2

My app does a lot of page scraping, e.g. fetching historical weather data. Once I've fetched a specific page, I'd like to cache it in my PostgreSQL database so I don't have to hit the remote server again for that specific request.

Since the historical data never changes, I want to cache them "forever" -- this requires storing the cached pages in a long-term persistent store, e.g. a database.

I've written a rudimentary caching mechanism that wraps around Mechanize. It works, but it seems likely that someone with better coding chops than me would have already implemented this.

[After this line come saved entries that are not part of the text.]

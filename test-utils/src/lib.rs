//! Provisions Test Utils
//!
//! Provides shared testing utilities for building integration and unit tests for the provisions
//! marketplace. This crate offers a builder pattern for creating test contexts with in-memory
//! SQLite databases and customizable table schemas, plus factories for seeding test data.
//!
//! # Overview
//!
//! The test utilities consist of four main components:
//! - **TestBuilder**: Fluent builder for configuring test environments
//! - **TestContext**: Test environment containing database connection and session
//! - **TestError**: Error types that can occur during test setup
//! - **factory**: Builders that insert entities with sensible defaults
//!
//! # Usage
//!
//! ```rust,ignore
//! use test_utils::builder::TestBuilder;
//! use entity::prelude::User;
//!
//! #[tokio::test]
//! async fn test_user_operations() -> Result<(), TestError> {
//!     let test = TestBuilder::new()
//!         .with_table(User)
//!         .build()
//!         .await?;
//!
//!     let db = test.db.unwrap();
//!     // Perform database operations...
//!
//!     Ok(())
//! }
//! ```

pub mod builder;
pub mod context;
pub mod error;
pub mod factory;
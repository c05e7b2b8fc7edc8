use super::*;

/// Tests that only IDs present in the catalog are returned.
///
/// Expected: Ok with the known ID only
#[tokio::test]
async fn filters_unknown_ids() -> Result<(), DbErr> {
    let test = TestBuilder::new().with_provider_tables().build().await.unwrap();
    let db = test.db.as_ref().unwrap();

    let ingredient = factory::create_ingredient(db).await?;

    let existing = IngredientRepository::new(db)
        .existing_ids(&[ingredient.id, ingredient.id + 100])
        .await?;

    assert_eq!(existing.len(), 1);
    assert!(existing.contains(&ingredient.id));

    Ok(())
}
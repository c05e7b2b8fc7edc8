use chrono::{DateTime, Utc};
use serde::{Deserialize, Serialize};
use utoipa::ToSchema;

#[derive(Debug, Clone, PartialEq, Serialize, Deserialize, ToSchema)]
pub struct StoryDto {
    pub id: i32,
    pub title: String,
    pub slug: String,
    pub excerpt: Option<String>,
    pub body: String,
    pub author_id: Option<i32>,
    pub published: bool,
    pub featured: bool,
    pub published_at: Option<DateTime<Utc>>,
    pub created_at: DateTime<Utc>,
    pub updated_at: DateTime<Utc>,
}

#[derive(Debug, Clone, PartialEq, Serialize, Deserialize, ToSchema)]
pub struct StorySummaryDto {
    pub title: String,
    pub slug: String,
    pub excerpt: Option<String>,
    pub featured: bool,
    pub published_at: Option<DateTime<Utc>>,
}

/// Published story with its Markdown body rendered to HTML.
#[derive(Debug, Clone, PartialEq, Serialize, Deserialize, ToSchema)]
pub struct PublicStoryDto {
    pub title: String,
    pub slug: String,
    pub excerpt: Option<String>,
    pub body_html: String,
    pub featured: bool,
    pub published_at: Option<DateTime<Utc>>,
}

#[derive(Debug, Clone, Serialize, Deserialize, ToSchema)]
pub struct StoryInputDto {
    pub title: String,
    pub excerpt: Option<String>,
    /// Markdown source.
    pub body: String,
    #[serde(default)]
    pub published: bool,
    #[serde(default)]
    pub featured: bool,
}
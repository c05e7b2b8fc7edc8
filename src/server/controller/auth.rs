use axum::{extract::State, http::StatusCode, response::IntoResponse, Json};
use tower_sessions::Session;

use crate::{
    model::{
        api::ErrorDto,
        user::{LoginRequestDto, UserDto, VerifyLoginDto},
    },
    server::{
        error::AppError,
        middleware::{auth::AuthGuard, session::AuthSession},
        service::auth::AuthService,
        state::AppState,
        util::extract::ValidatedJson,
    },
};

/// Tag for grouping authentication endpoints in OpenAPI documentation
pub static AUTH_TAG: &str = "auth";

/// Request a login code by email.
///
/// Sends a six-digit code to the address when it belongs to an account. The response
/// is the same either way so the endpoint cannot be used to discover accounts.
///
/// # Returns
/// - `202 Accepted` - Request handled
/// - `400 Bad Request` - Malformed email
#[utoipa::path(
    post,
    path = "/api/auth/login",
    tag = AUTH_TAG,
    request_body = LoginRequestDto,
    responses(
        (status = 202, description = "Login code sent if the account exists"),
        (status = 400, description = "Invalid email", body = ErrorDto),
        (status = 500, description = "Internal server error", body = ErrorDto)
    ),
)]
pub async fn request_login(
    State(state): State<AppState>,
    ValidatedJson(payload): ValidatedJson<LoginRequestDto>,
) -> Result<impl IntoResponse, AppError> {
    AuthService::new(&state.db, state.notifier.as_ref())
        .request_login(&payload.email)
        .await?;

    Ok(StatusCode::ACCEPTED)
}

/// Exchange a login code for a session.
///
/// # Returns
/// - `200 OK` - Signed in; body is the current user
/// - `401 Unauthorized` - Wrong, expired, or exhausted code
#[utoipa::path(
    post,
    path = "/api/auth/verify",
    tag = AUTH_TAG,
    request_body = VerifyLoginDto,
    responses(
        (status = 200, description = "Signed in", body = UserDto),
        (status = 400, description = "Invalid request", body = ErrorDto),
        (status = 401, description = "Invalid or expired login code", body = ErrorDto),
        (status = 500, description = "Internal server error", body = ErrorDto)
    ),
)]
pub async fn verify_login(
    State(state): State<AppState>,
    session: Session,
    ValidatedJson(payload): ValidatedJson<VerifyLoginDto>,
) -> Result<impl IntoResponse, AppError> {
    let user = AuthService::new(&state.db, state.notifier.as_ref())
        .verify_login(&payload.email, &payload.code)
        .await?;

    AuthSession::new(&session).set_user_id(user.id).await?;
    tracing::info!("User {} signed in", user.id);

    Ok((StatusCode::OK, Json(user.into_dto())))
}

/// Get the signed-in user.
#[utoipa::path(
    get,
    path = "/api/auth/user",
    tag = AUTH_TAG,
    responses(
        (status = 200, description = "Current user", body = UserDto),
        (status = 401, description = "Not signed in", body = ErrorDto),
        (status = 500, description = "Internal server error", body = ErrorDto)
    ),
)]
pub async fn get_user(
    State(state): State<AppState>,
    session: Session,
) -> Result<impl IntoResponse, AppError> {
    let user = AuthGuard::new(&state.db, &session).require(&[]).await?;

    Ok((StatusCode::OK, Json(user.into_dto())))
}

/// Sign out and clear the session.
#[utoipa::path(
    post,
    path = "/api/auth/logout",
    tag = AUTH_TAG,
    responses(
        (status = 204, description = "Signed out"),
        (status = 500, description = "Internal server error", body = ErrorDto)
    ),
)]
pub async fn logout(session: Session) -> Result<impl IntoResponse, AppError> {
    AuthSession::new(&session).clear().await?;

    Ok(StatusCode::NO_CONTENT)
}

Are there any gems or libraries that already do this?

fearless_fool
  • 33,645
  • 23
  • 135
  • 217
  • possible duplicate of [Is there a Ruby http client library with a response cache?](http://stackoverflow.com/questions/6104922/is-there-a-ruby-http-client-library-with-a-response-cache) – Gonzalo Feb 10 '13 at 18:17
  • I don't think this is a duplicate. Just providing a big table of all possible ruby HTTP clients does not help OP to answer specific question on how to cache web pages in database. – mvp Feb 10 '13 at 20:16
  • @gonzalo: that spreadsheet is useful, but MVP is right: how can I extend Mechanize or Typhoeus or others that cache responses to act as a db-backed caching scheme? – fearless_fool Feb 11 '13 at 02:18

4 Answers4

1

So I've thought and I've thought, and looked at the source code for Mechanize and for VCR, and I've decided that I'm really just over-thinking the problem. The following works just fine for my needs. (I'm using DataMapper, but translating it into an ActiveRecord model would be straightforward):

class WebCache
  include DataMapper::Resource

  property :id, Serial
  property :serialized_key, Text
  property :serialized_value, Text
  property :created_at, DateTime
  property :updated_at, DateTime

  def with_db_cache(akey)
    serialized_key = YAML.dump(akey)
    if (r = self.all(:serialized_key => serialized_key)).count != 0
      # cache hit: return the de-serialized value
      YAML.load(r.first.serialized_value)
    else
      # cache miss: evaluate the block, serialize and cache the result
      yield(akey).tap {|avalue| 
        self.create(:serialized_key => serialized_key, 
                    :serialized_value => YAML.dump(avalue))
      }
    end
  end
end

Example usage:

def fetch(uri)
  WebCache.with_db_cache(uri) {|uri| 
    # arrive here only on cache miss
    Net::HTTP.get_response(URI(uri))
  }
end

commentary

I previously believed that a proper web-caching scheme would observe and honor header fields like Cache-Control, If-Modified-Since, etc, as well as automatically handle timeouts and other web pathology. But an examination of actual web pages made it clear that truly static data was frequently marked with short cache times. So it makes more sense to let the caller decide how long something should be cached and when a failing query should be retried.

At that point, the code became very simple.

Moral: don't over-think your problems.

fearless_fool
  • 33,645
  • 23
  • 135
  • 217
0

VCR is probably what you want.

pguardiario
  • 53,827
  • 19
  • 119
  • 159
  • VCR is certainly close to what I want, and I've spent time studying it. Although I could possibly write a custom serializer that persists to a db, it's not clear how the key lookup would work on playback. – fearless_fool Feb 10 '13 at 23:47
  • Why is using a db important? – pguardiario Feb 11 '13 at 00:20
  • I anticipate > 100k cached pages. And hosting on Heroku. Reasons enough? – fearless_fool Feb 11 '13 at 02:09
  • I've done that many with vcr before. You just split it up between different 'cassettes'. You're right though, saving to a db (or memcached) would be nice for big jobs. – pguardiario Feb 11 '13 at 02:17
0

Maybe you should just use a proxy cache, like squid. It'll be faster, easier and more reliable than trying to do it yourself.

Tometzky
  • 22,573
  • 5
  • 59
  • 73
0

You could look at Open-URI-Cache or Faraday-HTTP-Cache. The first might be closer to what you need. Neither log to a database, but perhaps you could possibly write your own storage layer. I have no experience with Heroku, but the file systems seems like the right place for this kind of cache.

dkam
  • 3,876
  • 2
  • 32
  • 24